There is also a need for a more holistic intervention at the community level that can address multidimensional poverty issues (such as the lack in water and sanitation and the growing number of informal settlement communities and slums) in a more sustainable manner (e.g. entire village, informal settlement, urban slum).
In regards to water and sanitation, only one in three people living in rural areas have access to safe drinking water. A disinvestment in rural water and sanitation facilities has negative health and economic consequences for the majority of Cambodian families. Many of the deaths among children for example, are preventable. In the absence of preventative measures however, a rural household will spend substantial amounts of their income on expensive curative medical costs.

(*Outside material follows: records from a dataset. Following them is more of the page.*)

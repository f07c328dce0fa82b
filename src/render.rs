//! Notification renderer: canonical document -> reviewer-facing HTML.
//!
//! The output is a self-contained HTML document mirroring the setup form
//! section by section, ending with a verbatim (escaped) JSON dump of the
//! document for audit. Rendering is a pure function: the same document
//! renders to byte-identical HTML.

use crate::domain::SubmissionDocument;

/// Rendered artifact plus its derived subject line.
#[derive(Debug, Clone, PartialEq, Eq)]
pub struct RenderedNotification {
    pub subject: String,
    pub html: String,
}

/// Escape a dynamic value for interpolation into tag content or a quoted
/// attribute. Applied uniformly to every submitted value.
pub fn escape_html(value: &str) -> String {
    let mut out = String::with_capacity(value.len());
    for c in value.chars() {
        match c {
            '&' => out.push_str("&amp;"),
            '<' => out.push_str("&lt;"),
            '>' => out.push_str("&gt;"),
            '"' => out.push_str("&quot;"),
            '\'' => out.push_str("&#39;"),
            _ => out.push(c),
        }
    }
    out
}

/// Reverse of [`escape_html`]. The JSON dump section round-trips through
/// this.
pub fn unescape_html(value: &str) -> String {
    value
        .replace("&lt;", "<")
        .replace("&gt;", ">")
        .replace("&quot;", "\"")
        .replace("&#39;", "'")
        .replace("&amp;", "&")
}

fn esc_or(value: &str, fallback: &str) -> String {
    if value.is_empty() {
        fallback.to_string()
    } else {
        escape_html(value)
    }
}

fn esc_opt(value: &Option<String>) -> String {
    escape_html(value.as_deref().unwrap_or(""))
}

fn info_item(label: &str, value_html: &str) -> String {
    format!(
        r#"      <div class="info-item">
        <div class="info-label">{label}</div>
        <div class="info-value">{value_html}</div>
      </div>
"#
    )
}

fn color_value(color_html: &str) -> String {
    format!(
        r#"{color_html} <span class="color-preview" style="background-color: {color_html};"></span>"#
    )
}

const STYLE: &str = r#"    body { font-family: Arial, sans-serif; line-height: 1.6; color: #333; max-width: 800px; margin: 0 auto; padding: 20px; }
    .header { background: linear-gradient(135deg, #2c3e50 0%, #34495e 100%); color: white; padding: 30px; text-align: center; border-radius: 10px; margin-bottom: 30px; }
    .section { background: #f8f9fa; padding: 25px; margin-bottom: 25px; border-radius: 8px; border-left: 5px solid #2c3e50; }
    .section h2 { color: #2c3e50; margin-top: 0; border-bottom: 2px solid #ecf0f1; padding-bottom: 10px; }
    .info-grid { display: grid; grid-template-columns: repeat(auto-fit, minmax(250px, 1fr)); gap: 15px; }
    .info-item { background: white; padding: 15px; border-radius: 5px; border: 1px solid #ecf0f1; }
    .info-label { font-weight: bold; color: #2c3e50; margin-bottom: 5px; }
    .info-value { color: #555; }
    .tier-item, .reward-item, .category-item { background: white; padding: 20px; margin-bottom: 15px; border-radius: 8px; border: 1px solid #ecf0f1; }
    .color-preview { display: inline-block; width: 20px; height: 20px; border-radius: 3px; margin-left: 10px; vertical-align: middle; border: 1px solid #ddd; }
    .json-data { background: #2c3e50; color: #ecf0f1; padding: 20px; border-radius: 5px; overflow-x: auto; font-family: 'Courier New', monospace; font-size: 12px; margin-top: 20px; }
    .footer { text-align: center; margin-top: 40px; padding: 20px; background: #ecf0f1; border-radius: 5px; color: #7f8c8d; }
"#;

fn render_partner_info(doc: &SubmissionDocument, out: &mut String) {
    let p = &doc.partner_info;
    let website = escape_html(&p.website);
    let logo_value = match &p.logo_file {
        Some(logo) => escape_html(&logo.original_name),
        None => "No logo uploaded".to_string(),
    };

    out.push_str("  <div class=\"section\">\n    <h2>\u{1F4CB} Partner Information</h2>\n    <div class=\"info-grid\">\n");
    out.push_str(&info_item("Business Name", &escape_html(&p.business_name)));
    out.push_str(&info_item("Card Key", &escape_html(&p.card_key)));
    out.push_str(&info_item(
        "Website",
        &format!(r#"<a href="{website}" target="_blank">{website}</a>"#),
    ));
    out.push_str(&info_item("Brand Tagline", &esc_or(&p.tagline, "Not provided")));
    out.push_str(&info_item("Logo File", &logo_value));
    out.push_str("    </div>\n  </div>\n");
}

fn render_branding(doc: &SubmissionDocument, out: &mut String) {
    let b = &doc.branding;
    out.push_str("  <div class=\"section\">\n    <h2>\u{1F3A8} Branding &amp; Styling</h2>\n    <div class=\"info-grid\">\n");
    out.push_str(&info_item("Primary Color", &color_value(&escape_html(&b.primary_color))));
    out.push_str(&info_item("Secondary Color", &color_value(&escape_html(&b.secondary_color))));
    out.push_str(&info_item("Accent Color", &color_value(&escape_html(&b.accent_color))));
    out.push_str(&info_item("Primary Font", &escape_html(&b.primary_font)));
    out.push_str(&info_item("Header Font", &escape_html(&b.header_font)));
    out.push_str("    </div>\n  </div>\n");
}

fn render_tiers(doc: &SubmissionDocument, out: &mut String) {
    out.push_str(&format!(
        "  <div class=\"section\">\n    <h2>\u{1F3C6} Membership Tiers ({})</h2>\n",
        doc.tiers.len()
    ));
    for (index, tier) in doc.tiers.iter().enumerate() {
        out.push_str(&format!(
            "    <div class=\"tier-item\">\n      <h3 style=\"margin-top: 0; color: #2c3e50;\">{}. {}</h3>\n      <div class=\"info-grid\">\n",
            index + 1,
            escape_html(&tier.name)
        ));
        out.push_str(&info_item("Base Points Required", &escape_html(&tier.base_points)));
        out.push_str(&info_item("Room Nights Required", &escape_html(&tier.room_nights)));
        out.push_str(&info_item(
            "Discount Percentage",
            &format!("{}%", escape_html(&tier.discount)),
        ));
        out.push_str(&info_item("Primary Color", &color_value(&esc_opt(&tier.primary_color))));
        out.push_str(&info_item("Secondary Color", &color_value(&esc_opt(&tier.secondary_color))));
        out.push_str(&info_item("Image URL", &esc_or(&tier.image_url, "Not provided")));
        out.push_str("      </div>\n");
        if !tier.description.is_empty() {
            out.push_str(&format!(
                "      <div style=\"margin-top: 15px;\"><strong>Description:</strong> {}</div>\n",
                escape_html(&tier.description)
            ));
        }
        out.push_str("    </div>\n");
    }
    out.push_str("  </div>\n");
}

fn render_point_credits(doc: &SubmissionDocument, out: &mut String) {
    out.push_str(&format!(
        "  <div class=\"section\">\n    <h2>\u{1F4B3} Point Credits ({})</h2>\n",
        doc.point_credits.len()
    ));
    for (index, credit) in doc.point_credits.iter().enumerate() {
        out.push_str(&format!(
            "    <div class=\"category-item\">\n      <h4 style=\"margin-top: 0; color: #2c3e50;\">{}. {}</h4>\n      <div class=\"info-grid\">\n",
            index + 1,
            escape_html(&credit.category)
        ));
        out.push_str(&info_item("Currency", &esc_opt(&credit.currency)));
        out.push_str(&info_item("Points Multiplier", &esc_opt(&credit.multiplier)));
        out.push_str("      </div>\n    </div>\n");
    }
    out.push_str("  </div>\n");
}

fn render_reward_categories(doc: &SubmissionDocument, out: &mut String) {
    out.push_str(&format!(
        "  <div class=\"section\">\n    <h2>\u{1F4C2} Reward Categories ({})</h2>\n",
        doc.reward_categories.len()
    ));
    for (index, category) in doc.reward_categories.iter().enumerate() {
        out.push_str(&format!(
            "    <div class=\"category-item\">\n      <h4 style=\"margin-top: 0; color: #2c3e50;\">{}. {}</h4>\n",
            index + 1,
            escape_html(&category.name)
        ));
        if !category.description.is_empty() {
            out.push_str(&format!(
                "      <p style=\"margin: 10px 0;\">{}</p>\n",
                escape_html(&category.description)
            ));
        }
        out.push_str("    </div>\n");
    }
    out.push_str("  </div>\n");
}

fn render_rewards(doc: &SubmissionDocument, out: &mut String) {
    out.push_str(&format!(
        "  <div class=\"section\">\n    <h2>\u{1F381} Rewards &amp; Benefits ({})</h2>\n",
        doc.rewards.len()
    ));
    for (index, reward) in doc.rewards.iter().enumerate() {
        out.push_str(&format!(
            "    <div class=\"reward-item\">\n      <h4 style=\"margin-top: 0; color: #2c3e50;\">{}. {}</h4>\n      <div class=\"info-grid\">\n",
            index + 1,
            escape_html(&reward.name)
        ));
        out.push_str(&info_item(
            "Points Required",
            &esc_or(&reward.points_required, "Not specified"),
        ));
        let category = reward.category.as_deref().unwrap_or("");
        out.push_str(&info_item("Category", &esc_or(category, "Not selected")));
        out.push_str("      </div>\n    </div>\n");
    }
    out.push_str("  </div>\n");
}

fn render_json_dump(doc: &SubmissionDocument, out: &mut String) {
    // Serializing the in-memory document cannot fail.
    let json = serde_json::to_string_pretty(doc).unwrap_or_default();
    out.push_str("  <div class=\"section\">\n    <h2>\u{1F4C4} Complete JSON Data</h2>\n    <div class=\"json-data\">\n");
    out.push_str(&escape_html(&json));
    out.push_str("\n    </div>\n  </div>\n");
}

/// Render the notification for one submission document.
pub fn render(doc: &SubmissionDocument) -> RenderedNotification {
    let subject = format!(
        "New Loyalty Program Setup: {}",
        doc.partner_info.business_name
    );

    let mut html = String::with_capacity(16 * 1024);
    html.push_str("<!DOCTYPE html>\n<html>\n<head>\n  <meta charset=\"UTF-8\">\n  <meta name=\"viewport\" content=\"width=device-width, initial-scale=1.0\">\n  <title>New Loyalty Program Setup</title>\n  <style>\n");
    html.push_str(STYLE);
    html.push_str("  </style>\n</head>\n<body>\n");
    html.push_str(&format!(
        "  <div class=\"header\">\n    <h1>\u{1F389} New Loyalty Program Setup</h1>\n    <p>Submitted on {}</p>\n  </div>\n",
        escape_html(&doc.submission_timestamp)
    ));

    render_partner_info(doc, &mut html);
    render_branding(doc, &mut html);
    render_tiers(doc, &mut html);
    render_point_credits(doc, &mut html);
    render_reward_categories(doc, &mut html);
    render_rewards(doc, &mut html);
    render_json_dump(doc, &mut html);

    html.push_str("  <div class=\"footer\">\n    <p><strong>Dosink Co., Ltd</strong> - Marketing Technology Solutions</p>\n    <p>This loyalty program setup will be processed within 24 hours.</p>\n  </div>\n</body>\n</html>\n");

    RenderedNotification { subject, html }
}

In most cases it has put many rural Cambodian households into a vicious circle of debt to moneylenders. Conversely, households without access to owned, leased and borrowed land continues to increase to 20 percent.
HFHC Action
HFH Cambodia believes in the transformational power of “Community Driven Development”, an approach that gives control over planning decisions and investment resources for local development projects to community groups and allows to create partnerships where different actors provide adapted support based on the demands from the community itself. The aim is to facilitate partnership processes that empower poor or marginalized communities to take initiatives for their own socio-economic development and improvement of their housing conditions. This can be achieved by supporting the creation of inclusive local development committees and facilitation of drafting of local development plans in collaboration with local authorities.